Jurisprudência - Direito do Trabalho

DIFERENÇA DA MULTA DE 40% DO FGTS - EXPURGOS INFLACIONÁRIOS - PRESCRIÇÃO - Nos termos da atual redação da Orientação Jurisprudencial nº 344, da SDI-1 do TST, o prazo prescricional para o empregado pleitear em juízo diferenças da multa de 40% do FGTS, decorrentes dos expurgos inflacionários, conta-se, regra geral, da data da publicação da Lei Complementar n.º 110/01, de 30-06-2001. Exceção a essa regra reside na hipótese de o trabalhador ter ajuizado ação perante a Justiça Federal visando à atualização do saldo de sua conta vinculada, anteriormente à publicação da referida lei. (TRT da 3.ª Região; Processo: 01298-2013-136-03-00-0 RO; Data de Publicação: 10/02/2014; Órgão Julgador: Quarta Turma; Relator: Paulo Chaves Correa Filho; Revisor: Julio Bernardo do Carmo)

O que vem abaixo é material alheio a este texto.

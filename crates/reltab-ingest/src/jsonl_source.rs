//! Line-delimited JSON source reading.
//!
//! JSON input carries no header, so the source order is accumulated from
//! the key order of each record while the stream is consumed (see
//! [`crate::order::merge_source_order`]).

use std::fs::File;
use std::io::{BufRead, BufReader, Lines};
use std::path::Path;

use reltab_model::{Entry, PipelineError, Result, Value};

use crate::order::merge_source_order;

pub struct JsonlSource {
    lines: Lines<BufReader<File>>,
    order: Vec<String>,
    size: u64,
    line_no: usize,
}

impl JsonlSource {
    pub fn open(path: &Path) -> Result<Self> {
        let file = File::open(path)?;
        Ok(Self {
            lines: BufReader::new(file).lines(),
            order: Vec::new(),
            size: 0,
            line_no: 0,
        })
    }

    pub fn source_order(&self) -> &[String] {
        &self.order
    }

    pub fn size(&self) -> u64 {
        self.size
    }

    fn parse_line(&mut self, line: &str) -> Result<Entry> {
        let value: Value = serde_json::from_str(line)?;
        let Value::Object(entry) = value else {
            return Err(PipelineError::Message(format!(
                "line {}: expected a JSON object",
                self.line_no
            )));
        };
        let keys: Vec<String> = entry.keys().cloned().collect();
        merge_source_order(&mut self.order, &keys);
        Ok(entry)
    }
}

impl Iterator for JsonlSource {
    type Item = Result<Entry>;

    fn next(&mut self) -> Option<Self::Item> {
        loop {
            let line = match self.lines.next()? {
                Ok(line) => line,
                Err(error) => return Some(Err(error.into())),
            };
            self.line_no += 1;
            if line.trim().is_empty() {
                continue;
            }
            let entry = self.parse_line(&line);
            if entry.is_ok() {
                self.size += 1;
            }
            return Some(entry);
        }
    }
}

HORAS EXTRAS – CÁLCULO – Ao serem computadas as horas extras, na elaboração do cálculo do crédito do autor, há de ser adotado o sistema centesimal, observando-se que os números apostos após a vírgula correspondem ao percentual das horas trabalhadas, e não aos minutos laborados. Mera operação aritmética demonstra os prejuízos que seriam impostos ao credor caso não se efetuasse a necessária conversão. (TRT 12ª R. – AG-PET . 7330/2001 – (01370/2002) – Florianópolis – 1ª T. – Rel. Juiz Gerson Paulo Taboada Conrado – J. 31.01.2002)

HORAS EXTRAS – PAGAMENTO – ÔNUS PROBATÓRIO – A prestação da tutela jurisdicional não se dá no vazio, de forma subjetiva. Reclamada que, na fase instrutória do feito, não apresenta os elementos de prova dos fatos que alega (no caso, quitação das horas extras efetivamente laboradas), mas até junta à defesa documentos que corroboram a assertiva de existência de diferenças a favor do Reclamante, e que, em sede recursal, ainda se limita a simples manifestações de inconformismo, sem nenhum lastro na prova dos autos, não se desincumbe do ônus probatório, que lhe competia, a teor do artigo 818 da CLT. (TRT 15ª R. – RO 13332/2000 – Rel. Juiz Luiz Antônio Lazarim – DOESP 04.03.2002)

REDIRECIONAMENTO DA EXECUÇÃO EM FACE DO DEVEDOR SUBSIDIÁRIO. BENEFÍCIO DE ORDEM. Em que pese a matéria em questão seja discutida, em regra, em sede de execução, na hipótese, a sentença consignou expressamente que, em caso de ausência de patrimônio suficiente para o cumprimento da execução da devedora principal (pessoa jurídica), não deveria haver o redirecionamento da execução ao sócio, porque não aplicável ao caso o benefício de ordem. Dessa forma, em razão dos termos da sentença o Recorrente possui interesse em discutir a matéria neste momento processual. Não havendo bens livres e desembaraçados do devedor principal para suportar a execução, esta deve recair contra o devedor subsidiário, sendo desnecessária a desconsideração da personalidade jurídica da devedora principal, a fim de atingir primeiro o patrimônio dos sócios para só depois voltar a execução contra o devedor subsidiário que já consta do título executivo, porquanto a responsabilidade do sócio, assim como a do tomador dos serviços, é subsidiária, não havendo entre eles ordem de preferência na execução. Recurso ao qual se nega provimento. (TRT23. RO - 00856.2010.031.23.00-8. 2ª Turma. Relator DESEMBARGADORA MARIA BERENICE. Publicado em 20/01/14)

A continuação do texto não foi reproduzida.